How much more convincing can you get?

But then I read this book, Standard Deviations by Gary Smith. It's an excellent exposition of how statistics and data can be misused to mislead. I was thoroughly enjoying it until...

He considers this problem of the two children and demolishes the above argument.

The puzzle redux

John Smith has two children, and takes one of them for a walk. If the child that he took for a walk was a girl, what is the probability that the other child is also a girl?

"Ooh, I know this one," I thought. "It's a third."

And then I read on. Smith carefully and lucidly points one that this is wrong, and that the probability actually is \(1/2\).

Naturally I took personal offence at this, so I read it carefully a few times, trying to find his mistake.

I didn't find one.

So I did the obvious thing. I worked out the probability carefully.

There are two things I'm interested in here. \(A\) is the event The child John Smith took a walk with is a daughter and \(B\) is the event Both of John Smith's children are girls.

I want to know \(P(B|A)\). Just as before, I have \(A \cap B = B\), so that \[ P(B|A) = \frac{P(A \cap B)}{P(B)}=\frac{P(B)}{P(A)} \] But \(P(B) = 1/4\) and \(P(A)=1/2\), so \(P(B|A)=1/2\).
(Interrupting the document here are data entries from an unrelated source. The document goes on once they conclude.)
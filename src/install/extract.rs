//! Archive extraction into the helper directory.

use std::fs;
use std::path::Path;
use std::process::Command;

use crate::error::{LmError, Result};

/// Create the helper bin directory, tolerating pre-existing directories.
///
/// `create_dir_all` handles this on every platform we ship for, but some
/// filesystems reject recursive creation part-way; fall back to creating
/// each missing component individually before giving up.
pub fn ensure_bin_dir(bin_dir: &Path) -> Result<()> {
    if bin_dir.is_dir() {
        return Ok(());
    }

    if fs::create_dir_all(bin_dir).is_ok() {
        return Ok(());
    }

    let mut partial = std::path::PathBuf::new();
    for component in bin_dir.components() {
        partial.push(component);
        if !partial.exists() {
            fs::create_dir(&partial)?;
        }
    }
    Ok(())
}

/// Extract a gzipped tarball into `bin_dir` with the system `tar`.
pub fn extract_archive(archive: &Path, bin_dir: &Path) -> Result<()> {
    let output = Command::new("tar")
        .arg("-C")
        .arg(bin_dir)
        .arg("-xzf")
        .arg(archive)
        .output()
        .map_err(|e| LmError::ExtractFailed {
            message: format!("unable to launch tar: {}", e),
        })?;

    if !output.status.success() {
        return Err(LmError::ExtractFailed {
            message: String::from_utf8_lossy(&output.stderr).trim().to_string(),
        });
    }

    Ok(())
}

#[cfg(test)]
mod tests {
    use super::*;
    use tempfile::TempDir;

    #[test]
    fn ensure_bin_dir_creates_nested_directories() {
        let temp = TempDir::new().unwrap();
        let bin = temp.path().join(".netlify").join("helper").join("bin");
        ensure_bin_dir(&bin).unwrap();
        assert!(bin.is_dir());
    }

    #[test]
    fn ensure_bin_dir_tolerates_existing_directory() {
        let temp = TempDir::new().unwrap();
        let bin = temp.path().join("bin");
        fs::create_dir_all(&bin).unwrap();
        ensure_bin_dir(&bin).unwrap();
        assert!(bin.is_dir());
    }

    #[cfg(unix)]
    #[test]
    fn extract_archive_unpacks_a_real_tarball() {
        let temp = TempDir::new().unwrap();
        let src = temp.path().join("src");
        fs::create_dir_all(&src).unwrap();
        fs::write(src.join("git-credential-netlify"), "#!/bin/sh\n").unwrap();

        let archive = temp.path().join("helper.tar.gz");
        let status = Command::new("tar")
            .arg("-C")
            .arg(&src)
            .arg("-czf")
            .arg(&archive)
            .arg("git-credential-netlify")
            .status()
            .unwrap();
        assert!(status.success());

        let bin = temp.path().join("bin");
        ensure_bin_dir(&bin).unwrap();
        extract_archive(&archive, &bin).unwrap();
        assert!(bin.join("git-credential-netlify").is_file());
    }

    #[test]
    fn extract_archive_reports_tar_failure() {
        let temp = TempDir::new().unwrap();
        let bogus = temp.path().join("not-an-archive.tar.gz");
        fs::write(&bogus, "definitely not gzip").unwrap();

        let bin = temp.path().join("bin");
        ensure_bin_dir(&bin).unwrap();
        let err = extract_archive(&bogus, &bin).unwrap_err();
        assert!(matches!(err, LmError::ExtractFailed { .. }));
    }
}
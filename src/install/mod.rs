//! Credential helper installation.
//!
//! Linux and macOS share one code path: resolve the latest release, download
//! the platform tarball, extract it into `~/.netlify/helper/bin`. Windows
//! delegates to the upstream PowerShell installer. Anything else is an
//! unsupported platform with manual instructions.

pub mod extract;
pub mod release;
pub mod windows;

use std::path::PathBuf;

use crate::error::{LmError, Result};

/// Platforms the helper ships binaries for.
#[derive(Debug, Clone, Copy, PartialEq, Eq)]
pub enum Platform {
    Linux,
    MacOs,
    Windows,
}

impl Platform {
    /// Detect the current platform.
    pub fn current() -> Result<Self> {
        match std::env::consts::OS {
            "linux" => Ok(Platform::Linux),
            "macos" => Ok(Platform::MacOs),
            "windows" => Ok(Platform::Windows),
            other => Err(LmError::UnsupportedPlatform {
                platform: other.to_string(),
            }),
        }
    }

    /// Key used in release asset names.
    pub fn key(&self) -> &'static str {
        match self {
            Platform::Linux => "linux",
            Platform::MacOs => "darwin",
            Platform::Windows => "windows",
        }
    }

    /// Human-readable platform name for task titles.
    pub fn display_name(&self) -> &'static str {
        match self {
            Platform::Linux => "Linux",
            Platform::MacOs => "Mac OS X",
            Platform::Windows => "Windows",
        }
    }
}

/// The helper's install root, `~/.netlify/helper`.
pub fn helper_dir() -> PathBuf {
    dirs::home_dir()
        .unwrap_or_else(|| PathBuf::from("/"))
        .join(".netlify")
        .join("helper")
}

/// The helper's binary directory, `~/.netlify/helper/bin`.
pub fn helper_bin_dir() -> PathBuf {
    helper_dir().join("bin")
}

/// Download and extract the helper for `platform`.
///
/// Returns the helper install root on success. The install chain aborts on
/// the first failure; nothing is cleaned up (re-running overwrites).
pub fn install_helper(platform: Platform) -> Result<PathBuf> {
    match platform {
        Platform::Windows => {
            windows::install_with_powershell()?;
            Ok(helper_dir())
        }
        _ => {
            let tag = release::resolve_release()?;
            tracing::debug!("resolved credential helper release {}", tag);

            let scratch = tempfile::tempdir()?;
            let archive = scratch.path().join(release::asset_name(platform));
            let url = release::download_url(release::DOWNLOAD_BASE_URL, &tag, platform);
            release::download_asset(&url, &archive)?;

            let bin_dir = helper_bin_dir();
            extract::ensure_bin_dir(&bin_dir)?;
            extract::extract_archive(&archive, &bin_dir)?;
            Ok(helper_dir())
        }
    }
}
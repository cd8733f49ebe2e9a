//! Setup command implementation.
//!
//! `netlify-lm setup` runs the install flow, then provisions the Large Media
//! add-on for a site and points the site's `.lfsconfig` at it.

use anyhow::anyhow;

use crate::cli::args::SetupArgs;
use crate::error::{LmError, Result};
use crate::provision::{self, ApiClient, ProvisionOutcome};
use crate::runner::{run_sequential, Task};
use crate::ui::UserInterface;

use super::dispatcher::{Command, CommandResult};
use super::install::{install_platform, print_source_banner, InstallOutcome};

/// The setup command implementation.
pub struct SetupCommand {
    args: SetupArgs,
}

impl SetupCommand {
    /// Create a new setup command.
    pub fn new(args: SetupArgs) -> Self {
        Self { args }
    }
}

impl Command for SetupCommand {
    fn execute(&self, ui: &mut dyn UserInterface) -> Result<CommandResult> {
        if !self.args.skip_install {
            match install_platform(ui, self.args.force_install)? {
                InstallOutcome::Completed { .. } => {}
                // Without a helper there is nothing to point LFS at.
                InstallOutcome::Unsupported => return Ok(CommandResult::success()),
            }
        }

        let site_id = self.args.site_id.clone().ok_or(LmError::NoSiteId)?;
        let token = self.args.auth.as_deref().ok_or_else(|| {
            LmError::Other(anyhow!(
                "No access token found, pass --auth or set NETLIFY_AUTH_TOKEN"
            ))
        })?;
        let client = ApiClient::new(token)?;

        let tasks = vec![
            Task::new("Provisioning Netlify Large Media", {
                let client = &client;
                let site_id = site_id.clone();
                move |_ctx| {
                    match provision::provision_large_media(client, Some(&site_id))? {
                        ProvisionOutcome::AlreadyProvisioned => {
                            Ok("already provisioned".to_string())
                        }
                        ProvisionOutcome::Created => Ok(String::new()),
                    }
                }
            }),
            Task::new("Configuring Git LFS for your site", {
                let client = &client;
                let site_id = site_id.clone();
                move |_ctx| {
                    let repo_root = std::env::current_dir()?;
                    provision::configure_site_lfs(client, &site_id, &repo_root)
                }
            }),
        ];

        run_sequential(tasks, ui)?;

        if !self.args.skip_install {
            print_source_banner(ui, self.args.force_install);
        }
        ui.success("Netlify Large Media is configured for this site");
        Ok(CommandResult::success())
    }
}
By now I was feeling decidedly uncomfortable, so I did the next obvious thing. I wrote a little bit of code and simulated the situation where a randomly chose child from a randomly chosen family is taken for a walk \(n\) times, and finds what proportion of the time the child taken for a walk is a girl, she has a sister at home:

import random

def walksim(n):
    girlWalk=0
    hasTwoGirls=0
    for ii in range(n):
        kids=[random.randrange(2),random.randrange(2)]
        if kids[random.randrange(2)]==1:
            girlWalk += 1
            if sum(kids)==2:
                hasTwoGirls+=1
    print((1.0*hasTwoGirls)/(1.0*girlWalk))
Running this was moderately large values of \(n\) convinced me that yes, indeed, the probability was \(1/2\).

By now I was thoroughly confused.

So What's Going On?

According to a quotation popularly attributed to Einstein, it's a mark of lunacy to keep asking the same question, hoping for a different answer. So naturally, I was a little concerned about just what it might mean if you managed to actually get a different answer.

So I thought about it a bit harder, and came to finally came to a (in retrospect, obvious) conclusion: they aren't actually the same puzzle.

So what's the difference? In version one, you're told that one of John Smith's children is a daughter. In version two, you're told that John Smith has taken one of his children for a walk, and that child is a daughter. Either way, we've been told that one of John Smith's children is a daughter.

But we haven't actually been given quite the same information.

Version 1 simply guarantees that at least one child is a daughter; version 2 tells us that the particular child that John Smith took for a walk is a daughter. The possibility that the child left at home is a daughter is excluded from the calculation in version 2, but included in version 1, which is why the probability that both are daughters is lower in version 1 than in version 2.

So the whole confusion boils down to what you think it means to be told that One of John Smith's children is a daughter. If you interpret it as saying no more than John Smith has at least one daughter, then the answer is \(1/3\). But if you interpret as saying that one particular child is a daughter (the older one, or the one standing on the left, or the only one who has ever been locked alone in the cupboard under the stairs for misbehaving, or, indeed, the one that he took for a walk that day) then the answer is \(1/2\).

To the extend that there's a disagreement here, it isn't an internal disagreement in probability theory (which would be a Very Bad Thing Indeed), it's a disagreement of interpretation of what One of John Smith's children is a daughter means.

The moral

As is often the case, the problem isn't the mathematical analysis: in each version that was straightforward. The problem is setting up the right mathematical model for the situation, which can be very tricky if there's any linguistic ambiguity in the description.